Of course, the year's not over yet, and I can get a few more things right - or, more likely, wrong. :)
Anyway, here's some news (to be updated after dinner if I have time):
- Ubuntu 5.10 has reached Release Candidate status, and to see if I could break my usual hex (most of my Ubuntu installs didn't work properly after a couple of updates), I went, got the ISO, and booted it up inside Q. So far, so good (even if I wouldn't call the installer "finished"), but it will be a while before I'll run it on any of my physical hardware (Fedora Core 5, however, will probably go straight to my laptop). Update: What kind of brain-damaged installer doesn't check for available disk space vs. package selection? Yeah, I'm reinstalling on a bigger disk image...
- Oh, yes, Q. It's a nice little QEMU front-end I found today when searching (of all things) for an ARM toolchain for Mac OS X (which I also found, here). In a year's time, if everything works out, I'll probably be running its Intel cousin at near-native speed...
- And yes, I am tooling up to develop in (or at least tinker with) Maemo, for which there is an impressive Application Catalog already.
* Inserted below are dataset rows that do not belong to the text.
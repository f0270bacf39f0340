//! Theme controller.
//!
//! Effective theme on boot: stored
//! preference, else the OS
//! color-scheme preference, else
//! light. Applying a theme toggles
//! the root marker class and swaps
//! the two header icons: the moon
//! shows in light mode, the sun in
//! dark mode.

use tracing::debug;

use crate::config::BootstrapConfig;
use crate::dom::Dom;

#[derive(
  Debug, Clone, Copy, PartialEq, Eq,
)]
pub enum Theme {
  Light,
  Dark
}

impl Theme {
  pub fn storage_value(
    self
  ) -> &'static str {
    match self {
      | Theme::Light => "light",
      | Theme::Dark => "dark"
    }
  }

  pub fn from_storage(
    raw: &str
  ) -> Option<Theme> {
    match raw {
      | "light" => Some(Theme::Light),
      | "dark" => Some(Theme::Dark),
      | _ => None
    }
  }

  pub fn flipped(self) -> Theme {
    match self {
      | Theme::Light => Theme::Dark,
      | Theme::Dark => Theme::Light
    }
  }
}

/// Boot-time resolution order:
/// stored value, OS preference,
/// light.
pub fn resolve(
  stored: Option<&str>,
  system_dark: bool
) -> Theme {
  stored
    .and_then(Theme::from_storage)
    .unwrap_or(if system_dark {
      Theme::Dark
    } else {
      Theme::Light
    })
}

struct Controls<N> {
  toggle:     N,
  moon_icon:  N,
  sun_icon:   N
}

fn controls<D: Dom>(
  dom: &D,
  config: &BootstrapConfig
) -> Option<Controls<D::Node>> {
  Some(Controls {
    toggle:    dom.element_by_id(
      &config.theme_toggle_id
    )?,
    moon_icon: dom.element_by_id(
      &config.theme_dark_icon_id
    )?,
    sun_icon:  dom.element_by_id(
      &config.theme_light_icon_id
    )?
  })
}

fn apply<D: Dom>(
  dom: &D,
  config: &BootstrapConfig,
  controls: &Controls<D::Node>,
  theme: Theme
) {
  let root = dom.root();
  match theme {
    | Theme::Dark => {
      dom.add_class(
        &root,
        &config.dark_class
      );
      dom.add_class(
        &controls.moon_icon,
        &config.hidden_class
      );
      dom.remove_class(
        &controls.sun_icon,
        &config.hidden_class
      );
    }
    | Theme::Light => {
      dom.remove_class(
        &root,
        &config.dark_class
      );
      dom.remove_class(
        &controls.moon_icon,
        &config.hidden_class
      );
      dom.add_class(
        &controls.sun_icon,
        &config.hidden_class
      );
    }
  }
}

/// Resolves and applies the boot
/// theme. Returns the toggle
/// control for click wiring, or
/// `None` when the page has no
/// theme controls at all.
pub(crate) fn initialize<D: Dom>(
  dom: &D,
  config: &BootstrapConfig
) -> Option<D::Node> {
  let controls = controls(dom, config)?;
  let stored = dom.preference(
    &config.theme_storage_key
  );
  let theme = resolve(
    stored.as_deref(),
    dom.prefers_dark()
  );
  debug!(
    theme = theme.storage_value(),
    stored = stored.is_some(),
    "applying boot theme"
  );
  apply(dom, config, &controls, theme);
  Some(controls.toggle)
}

/// Flips the applied theme,
/// persists the new value and
/// updates the icons. No-op on a
/// page without theme controls.
pub(crate) fn toggle<D: Dom>(
  dom: &D,
  config: &BootstrapConfig
) {
  let Some(controls) =
    controls(dom, config)
  else {
    return;
  };
  let current = if dom.has_class(
    &dom.root(),
    &config.dark_class
  ) {
    Theme::Dark
  } else {
    Theme::Light
  };
  let next = current.flipped();
  dom.set_preference(
    &config.theme_storage_key,
    next.storage_value()
  );
  debug!(
    theme = next.storage_value(),
    "theme toggled"
  );
  apply(dom, config, &controls, next);
}
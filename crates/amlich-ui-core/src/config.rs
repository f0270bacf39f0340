//! Integration contract with the
//! server-rendered templates.
//!
//! The glue binds to fixed ids,
//! selectors and attribute names.
//! Defaults match the shipped
//! templates; a page may override
//! any of them (and the message
//! catalog) through an embedded
//! JSON config block.

use anyhow::Context;
use serde::Deserialize;

use crate::messages::Messages;

#[derive(Debug, Clone, Deserialize)]
#[serde(default)]
pub struct BootstrapConfig {
  pub theme_toggle_id: String,
  /// Moon icon; visible in light
  /// mode.
  pub theme_dark_icon_id: String,
  /// Sun icon; visible in dark
  /// mode.
  pub theme_light_icon_id: String,
  pub theme_storage_key: String,
  pub dark_class: String,
  pub hidden_class: String,
  pub loading_indicator_id: String,
  pub note_form_container_id: String,
  pub new_note_selector: String,
  pub search_input_selector: String,
  pub nav_link_selector: String,
  pub nav_active_class: String,
  pub tooltip_attribute: String,
  /// Marker stamped on anchors that
  /// already have pointer listeners,
  /// so re-installs after a swap
  /// stay strictly additive.
  pub tooltip_wired_attribute: String,
  pub tooltip_id: String,
  pub tooltip_offset_px: f64,
  pub banner_ttl_ms: u32,
  pub request_header_name: String,
  pub request_header_value: String,
  pub swap_animation_class: String
}

impl Default for BootstrapConfig {
  fn default() -> Self {
    Self {
      theme_toggle_id:
        "theme-toggle".to_string(),
      theme_dark_icon_id:
        "theme-toggle-dark-icon"
          .to_string(),
      theme_light_icon_id:
        "theme-toggle-light-icon"
          .to_string(),
      theme_storage_key:
        "theme".to_string(),
      dark_class:
        "dark".to_string(),
      hidden_class:
        "hidden".to_string(),
      loading_indicator_id:
        "loading-indicator"
          .to_string(),
      note_form_container_id:
        "note-form-container"
          .to_string(),
      new_note_selector:
        "[hx-get=\"/notes/new\"]"
          .to_string(),
      search_input_selector:
        "input[type=\"search\"]"
          .to_string(),
      nav_link_selector:
        ".nav-link".to_string(),
      nav_active_class:
        "active".to_string(),
      tooltip_attribute:
        "data-tooltip".to_string(),
      tooltip_wired_attribute:
        "data-tooltip-wired"
          .to_string(),
      tooltip_id:
        "custom-tooltip".to_string(),
      tooltip_offset_px: 5.0,
      banner_ttl_ms: 5_000,
      request_header_name:
        "X-Requested-With"
          .to_string(),
      request_header_value:
        "XMLHttpRequest".to_string(),
      swap_animation_class:
        "form-slide-in".to_string()
    }
  }
}

impl BootstrapConfig {
  /// Selector for every element
  /// carrying a tooltip annotation.
  pub fn tooltip_selector(
    &self
  ) -> String {
    format!(
      "[{}]",
      self.tooltip_attribute
    )
  }
}

/// Page-level settings: contract
/// overrides plus message catalog.
#[derive(
  Debug, Clone, Default, Deserialize,
)]
#[serde(default)]
pub struct BootSettings {
  pub config:   BootstrapConfig,
  pub messages: Messages
}

impl BootSettings {
  /// Parses a page-embedded JSON
  /// block. Absent fields keep
  /// their defaults.
  pub fn from_json(
    raw: &str
  ) -> anyhow::Result<Self> {
    serde_json::from_str(raw)
      .context(
        "malformed ui bootstrap \
         config block"
      )
  }
}

#[cfg(test)]
mod tests {
  use super::*;

  #[test]
  fn defaults_survive_partial_override()
  {
    let settings =
      BootSettings::from_json(
        r#"{
          "config": {
            "theme_storage_key": "lich-theme"
          },
          "messages": {
            "send_error": "offline"
          }
        }"#
      )
      .expect("valid block");

    assert_eq!(
      settings
        .config
        .theme_storage_key,
      "lich-theme"
    );
    assert_eq!(
      settings.config.tooltip_id,
      "custom-tooltip"
    );
    assert_eq!(
      settings.messages.send_error,
      "offline"
    );
    assert_eq!(
      settings
        .messages
        .response_error,
      Messages::default()
        .response_error
    );
  }

  #[test]
  fn malformed_block_is_an_error() {
    assert!(
      BootSettings::from_json("{")
        .is_err()
    );
  }
}
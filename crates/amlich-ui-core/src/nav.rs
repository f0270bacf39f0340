//! Navigation highlighting. Runs
//! once at boot; later client-side
//! swaps do not re-run it.

use tracing::debug;

use crate::config::BootstrapConfig;
use crate::dom::Dom;

/// Exact-match comparison; the root
/// path only matches itself.
pub fn is_active(
  current_path: &str,
  href: &str
) -> bool {
  if current_path == "/" {
    return href == "/";
  }
  href == current_path
}

pub(crate) fn highlight<D: Dom>(
  dom: &D,
  config: &BootstrapConfig
) {
  let current = dom.current_path();
  let links = dom.query_all(
    &config.nav_link_selector
  );
  debug!(
    path = %current,
    links = links.len(),
    "highlighting navigation"
  );
  for link in links {
    let Some(href) =
      dom.attribute(&link, "href")
    else {
      continue;
    };
    if is_active(&current, &href) {
      dom.add_class(
        &link,
        &config.nav_active_class
      );
    }
  }
}
//! Toast banners.
//!
//! Banners are fixed-position,
//! self-dismissing after a
//! configured TTL, and carry an
//! inline dismiss control. There is
//! no stacking logic; layout is
//! whatever the page stylesheet
//! does with them.

use tracing::debug;

use crate::config::BootstrapConfig;
use crate::dom::Dom;
use crate::schedule::Scheduler;

const BANNER_BASE_CLASSES: &str =
  "fixed top-4 right-4 z-50 px-4 \
   py-3 rounded-md shadow-lg \
   text-white max-w-sm";

const DISMISS_ICON: &str =
  "<svg class=\"w-4 h-4\" \
   fill=\"none\" \
   stroke=\"currentColor\" \
   viewBox=\"0 0 24 24\">\
   <path \
   stroke-linecap=\"round\" \
   stroke-linejoin=\"round\" \
   stroke-width=\"2\" \
   d=\"M6 18L18 6M6 6l12 12\">\
   </path></svg>";

#[derive(
  Debug,
  Clone,
  Copy,
  PartialEq,
  Eq,
  Default,
)]
pub enum NoticeKind {
  #[default]
  Info,
  Success,
  Error
}

impl NoticeKind {
  /// Lenient parse of the label the
  /// public surface accepts;
  /// anything unknown is info.
  pub fn from_label(
    label: Option<&str>
  ) -> NoticeKind {
    match label {
      | Some("error") => {
        NoticeKind::Error
      }
      | Some("success") => {
        NoticeKind::Success
      }
      | _ => NoticeKind::Info
    }
  }

  pub fn color_class(
    self
  ) -> &'static str {
    match self {
      | NoticeKind::Error => {
        "bg-red-500"
      }
      | NoticeKind::Success => {
        "bg-green-500"
      }
      | NoticeKind::Info => {
        "bg-blue-500"
      }
    }
  }
}

/// Parts of a shown banner the
/// event layer still needs: the
/// node to remove and the dismiss
/// control to wire.
#[derive(Debug, Clone)]
pub struct Banner<N> {
  pub root:    N,
  pub dismiss: N
}

pub(crate) fn show<D, S>(
  dom: &D,
  scheduler: &S,
  config: &BootstrapConfig,
  message: &str,
  kind: NoticeKind
) -> Banner<D::Node>
where
  D: Dom + 'static,
  S: Scheduler
{
  debug!(
    ?kind,
    message,
    "showing banner"
  );
  let banner =
    dom.create_element("div");
  dom.set_class_name(
    &banner,
    &format!(
      "{BANNER_BASE_CLASSES} {}",
      kind.color_class()
    )
  );

  let row = dom.create_element("div");
  dom.set_class_name(
    &row,
    "flex items-center"
  );
  let text =
    dom.create_element("span");
  dom.set_class_name(
    &text, "flex-1"
  );
  dom.set_text(&text, message);
  let dismiss =
    dom.create_element("button");
  dom.set_class_name(
    &dismiss,
    "ml-2 text-white \
     hover:text-gray-200"
  );
  dom.set_markup(
    &dismiss,
    DISMISS_ICON
  );

  dom.append_child(&row, &text);
  dom.append_child(&row, &dismiss);
  dom.append_child(&banner, &row);
  dom.append_child(
    &dom.body(),
    &banner
  );

  // Removing an already dismissed
  // banner again is harmless, so
  // the timer needs no cancel path.
  let ttl_dom = dom.clone();
  let ttl_node = banner.clone();
  scheduler.fire_and_forget(
    config.banner_ttl_ms,
    Box::new(move || {
      ttl_dom.remove(&ttl_node);
    })
  );

  Banner {
    root: banner,
    dismiss
  }
}
//! Browser-backed one-shot timers.

use amlich_ui_core::schedule::Scheduler;
use gloo::timers::callback::Timeout;

#[derive(Clone, Copy, Default)]
pub struct BrowserScheduler;

impl Scheduler for BrowserScheduler {
  type Handle = Timeout;

  fn after(
    &self,
    delay_ms: u32,
    callback: Box<dyn FnOnce()>
  ) -> Timeout {
    Timeout::new(delay_ms, move || {
      callback()
    })
  }

  fn fire_and_forget(
    &self,
    delay_ms: u32,
    callback: Box<dyn FnOnce()>
  ) {
    Timeout::new(delay_ms, move || {
      callback()
    })
    .forget();
  }
}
It's called "developer's wanderlust", and I guess it shows I'm getting borderline desperate as my vacation time starts to run out. (I much prefer spending cash on a 770 than on a PSP - unless I get one at clearance sales or something).
- In the meantime, GTK+ is starting to run natively on Mac OS X. And that includes the one graphical application everyone loves to hate, the GIMP. Finally, a way to run Gnome stuff on Mac OS X without the crud and crutch that is X11. I just hope they strip out the theme engine and go for native widgets.